## WHAT TO PRODUCE
Report each line of the records where "Decodes" occurs.

——

use std::{
    error::Error,
    fmt::{self, Display, Formatter},
};

use crate::texture::TextureAssetFormat;

#[derive(Debug, Clone, PartialEq, Eq)]
pub struct DecodedImage {
    pub size: (u32, u32),
    pub format: TextureAssetFormat,
    pub data: Vec<u8>,
}

#[derive(Debug, Clone)]
pub enum ImageDecodeError {
    UnsupportedMime(String),
    UnknownFormat,
    Decode(String),
}

impl Display for ImageDecodeError {
    fn fmt(&self, f: &mut Formatter<'_>) -> fmt::Result {
        match self {
            ImageDecodeError::UnsupportedMime(mime) => write!(f, "Unsupported image MIME {}", mime),
            ImageDecodeError::UnknownFormat => write!(f, "Unknown image format"),
            ImageDecodeError::Decode(error) => write!(f, "Bad image: {}", error),
        }
    }
}

impl Error for ImageDecodeError {}

/// Turns encoded image bytes into pixels.
pub trait ImageDecoder: Send + Sync {
    /// Whether images of this MIME type can be decoded.
    fn supports(&self, mime: &str) -> bool;

    /// Decodes an image. Without a MIME type the format is guessed from the
    /// data.
    fn decode(&self, data: &[u8], mime: Option<&str>) -> Result<DecodedImage, ImageDecodeError>;
}

/// Decodes nothing. Every texture fails to load.
#[derive(Debug, Clone, Copy, Default)]
pub struct NoImageDecoder;

impl ImageDecoder for NoImageDecoder {
    fn supports(&self, _mime: &str) -> bool {
        false
    }

    fn decode(&self, _data: &[u8], mime: Option<&str>) -> Result<DecodedImage, ImageDecodeError> {
        Err(mime
            .map(|mime| ImageDecodeError::UnsupportedMime(mime.to_string()))
            .unwrap_or(ImageDecodeError::UnknownFormat))
    }
}

#[cfg(feature = "image-decoder")]
pub use self::image_crate::ImageCrateDecoder;

#[cfg(feature = "image-decoder")]
mod image_crate {
    use std::io::Cursor;

    use image::{guess_format, DynamicImage, GenericImageView, ImageFormat, ImageReader};

    use crate::texture::TextureAssetFormat;

    use super::{DecodedImage, ImageDecodeError, ImageDecoder};

    /// Decoder backed by the `image` crate.
    #[derive(Debug, Clone, Copy, Default)]
    pub struct ImageCrateDecoder;

    fn to_le_bytes(data: Vec<u16>) -> Vec<u8> {
        data.into_iter().flat_map(|item| item.to_le_bytes()).collect()
    }

    fn convert_image(image: DynamicImage) -> DecodedImage {
        let size = image.dimensions();
        let (data, format) = match image {
            DynamicImage::ImageLuma8(image) => (image.into_vec(), TextureAssetFormat::Ru8),
            DynamicImage::ImageLumaA8(image) => (image.into_vec(), TextureAssetFormat::Rgu8),
            DynamicImage::ImageRgb8(image) => (image.into_vec(), TextureAssetFormat::Rgbu8),
            DynamicImage::ImageRgba8(image) => (image.into_vec(), TextureAssetFormat::Rgbau8),
            DynamicImage::ImageLuma16(image) => {
                (to_le_bytes(image.into_vec()), TextureAssetFormat::Ru16)
            }
            DynamicImage::ImageLumaA16(image) => {
                (to_le_bytes(image.into_vec()), TextureAssetFormat::Rgu16)
            }
            DynamicImage::ImageRgb16(image) => {
                (to_le_bytes(image.into_vec()), TextureAssetFormat::Rgbu16)
            }
            DynamicImage::ImageRgba16(image) => {
                (to_le_bytes(image.into_vec()), TextureAssetFormat::Rgbau16)
            }
            DynamicImage::ImageRgb32F(image) => {
                let converted: DynamicImage = image.into();
                (
                    to_le_bytes(converted.into_rgb16().into_vec()),
                    TextureAssetFormat::Rgbu16,
                )
            }
            DynamicImage::ImageRgba32F(image) => {
                let converted: DynamicImage = image.into();
                (
                    to_le_bytes(converted.into_rgba16().into_vec()),
                    TextureAssetFormat::Rgbau16,
                )
            }
            other => (other.into_rgba8().into_vec(), TextureAssetFormat::Rgbau8),
        };
        DecodedImage { size, format, data }
    }

    impl ImageDecoder for ImageCrateDecoder {
        fn supports(&self, mime: &str) -> bool {
            ImageFormat::from_mime_type(mime)
                .map(|format| format.reading_enabled())
                .unwrap_or(false)
        }

        fn decode(
            &self,
            data: &[u8],
            mime: Option<&str>,
        ) -> Result<DecodedImage, ImageDecodeError> {
            let format = match mime {
                Some(mime) => ImageFormat::from_mime_type(mime)
                    .ok_or_else(|| ImageDecodeError::UnsupportedMime(mime.to_string()))?,
                None => guess_format(data).map_err(|_| ImageDecodeError::UnknownFormat)?,
            };
            let image = ImageReader::with_format(Cursor::new(data), format)
                .decode()
                .map_err(|error| ImageDecodeError::Decode(error.to_string()))?;
            Ok(convert_image(image))
        }
    }
}

#[cfg(all(test, feature = "image-decoder"))]
mod test {
    use std::io::Cursor;

    use image::{DynamicImage, ImageFormat, RgbaImage};

    use crate::texture::TextureAssetFormat;

    use super::{ImageCrateDecoder, ImageDecoder};

    #[test]
    fn test_decode_png() {
        let image = RgbaImage::from_pixel(2, 3, image::Rgba([10, 20, 30, 255]));
        let mut encoded = Cursor::new(Vec::new());
        DynamicImage::ImageRgba8(image)
            .write_to(&mut encoded, ImageFormat::Png)
            .unwrap();
        let encoded = encoded.into_inner();

        let decoder = ImageCrateDecoder;
        assert!(decoder.supports("image/png"));
        let decoded = decoder.decode(&encoded, Some("image/png")).unwrap();
        assert_eq!(decoded.size, (2, 3));
        assert_eq!(decoded.format, TextureAssetFormat::Rgbau8);
        assert_eq!(&decoded.data[0..4], &[10, 20, 30, 255]);

        let guessed = decoder.decode(&encoded, None).unwrap();
        assert_eq!(guessed, decoded);
        assert!(decoder.decode(&[1, 2, 3], Some("image/png")).is_err());
    }
}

——

## COMPLETED EXERCISE
    /// Decodes an image. Without a MIME type the format is guessed from the
/// Decodes nothing. Every texture fails to load.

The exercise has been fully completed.